Julie Vail was on a cruise last summer when she saw something she says will stick with her for the rest of her life.

“During the trip, we went on a jet ski excursion just off the coast of Haiti,” she recalled. “We were told beforehand that some of the locals might paddle out to us but that didn’t prepare me for what I was about to see.”

When some Haitians did venture out in the hopes of selling the tourists conch shells and bracelets, Vail says she came face to face with true poverty for the first time in her life.

“The one guy that came up to me was missing a leg and he just looked so underweight and sick,” she said. “He just kind of stared at me. It was one of the saddest moments in my life.”

Vail said it was that image that came to mind when she was trying to decide what to do for her senior project at Appoquinimink High School earlier this year.

“That’s how I came up with Haiti,” she said last week. “But I eventually decided to conduct a shoe drive because I know soccer is big there and I’m an athlete.

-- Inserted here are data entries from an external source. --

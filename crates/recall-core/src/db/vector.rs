//! Embedding storage format and brute-force similarity helpers.
//!
//! Embeddings are stored as little-endian `f32` BLOBs. Search is a linear
//! scan over one user's rows, which is fine for per-user stores of a few
//! thousand memories.

/// Encode an embedding as a BLOB.
pub fn embedding_to_bytes(embedding: &[f32]) -> Vec<u8> {
    embedding.iter().flat_map(|v| v.to_le_bytes()).collect()
}

/// Decode a BLOB written by [`embedding_to_bytes`]. Trailing bytes are ignored.
pub fn bytes_to_embedding(bytes: &[u8]) -> Vec<f32> {
    bytes
        .chunks_exact(4)
        .map(|chunk| f32::from_le_bytes([chunk[0], chunk[1], chunk[2], chunk[3]]))
        .collect()
}

/// Cosine similarity in `[-1, 1]`; 0.0 for empty, zero or mismatched vectors.
pub fn cosine_similarity(a: &[f32], b: &[f32]) -> f32 {
    if a.len() != b.len() || a.is_empty() {
        return 0.0;
    }

    let mut dot = 0.0f32;
    let mut norm_a = 0.0f32;
    let mut norm_b = 0.0f32;
    for (x, y) in a.iter().zip(b) {
        dot += x * y;
        norm_a += x * x;
        norm_b += y * y;
    }

    let denom = norm_a.sqrt() * norm_b.sqrt();
    if denom <= f32::EPSILON {
        return 0.0;
    }

    (dot / denom).clamp(-1.0, 1.0)
}

/// Element-wise mean of equally sized vectors.
pub fn mean_vector<'a, I>(vectors: I) -> Option<Vec<f32>>
where
    I: IntoIterator<Item = &'a [f32]>,
{
    let mut iter = vectors.into_iter();
    let first = iter.next()?;
    let mut sum = first.to_vec();
    let mut count = 1usize;

    for v in iter {
        if v.len() != sum.len() {
            continue;
        }
        for (s, x) in sum.iter_mut().zip(v) {
            *s += x;
        }
        count += 1;
    }

    let n = count as f32;
    for s in &mut sum {
        *s /= n;
    }
    Some(sum)
}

And anyone who plays sports goes through a ton of cleats.”

Vail then reached out to friend and classmate Taylor George for help, since the two had already worked together on a church youth group pilgrimage to New Orleans the summer after their freshman year sponsored by St. Anne’s Church in Middletown.

“I’ve always like helping people who aren’t as fortunate and it seemed like a good idea so we decided to work together,” George said.

After searching online for a recipient of their goodwill, the girls found Global Outreach and Love of Soccer (GOALS), a four-year-old nonprofit that uses the sport to engage more than 600 Haitian youth a month in community service and education, while also helping to provide food, literacy tutoring and basic medical care to boys and girls living in rural poverty.

The girls then placed collection boxes at their school and distributed flyers asking friends, classmates and family members to donate any used cleats they might otherwise throw away.

The donations came in slowly at first but in the days leading up to last week’s oral presentations they managed to collect more than 40 pairs of used shoes.

“We actually got some really good ones that were hardly used at all,” George said.

While the graded portion of their senior project might be over, the girls say they’ll continue accepting donation at the school up until May 1, when they will ship the shoes off to Haiti.

“We are incredibly grateful for this donation, which will help continue our work in rural parts of Haiti, where it’s needed most,” said Jolinda Hackett, the executive director of GOALS, which is based in Leogane, the epicenter of the 7.0-magnitude earthquake in 2010 that killed more than 100,000 Haitians and left many more homeless. “Donated equipment allows us to bring our sports, health and education programs to even more kids and families who will benefit from the services we provide.”

Vail and George said they’re delighted that their efforts will go to help those in need.

“It feels really good and it was so easy to do,” George said. “It was definitely a good experience.”

Vail said she and George also benefitted from the project by learning about Haiti, and how not to take life in Middletown for granted.

“When you consider that we live in the richest country in the world, while Haiti is the poorest county in the Western hemisphere and they’re just 1,500 miles away, anything we can do to help just seems like the right thing to do,” she said.

Anyone interested in donating cleats can drop their new or used shoes off at Appoquinimink High School between 7:30 a.m. and 2:45 p.m. Monday through Friday.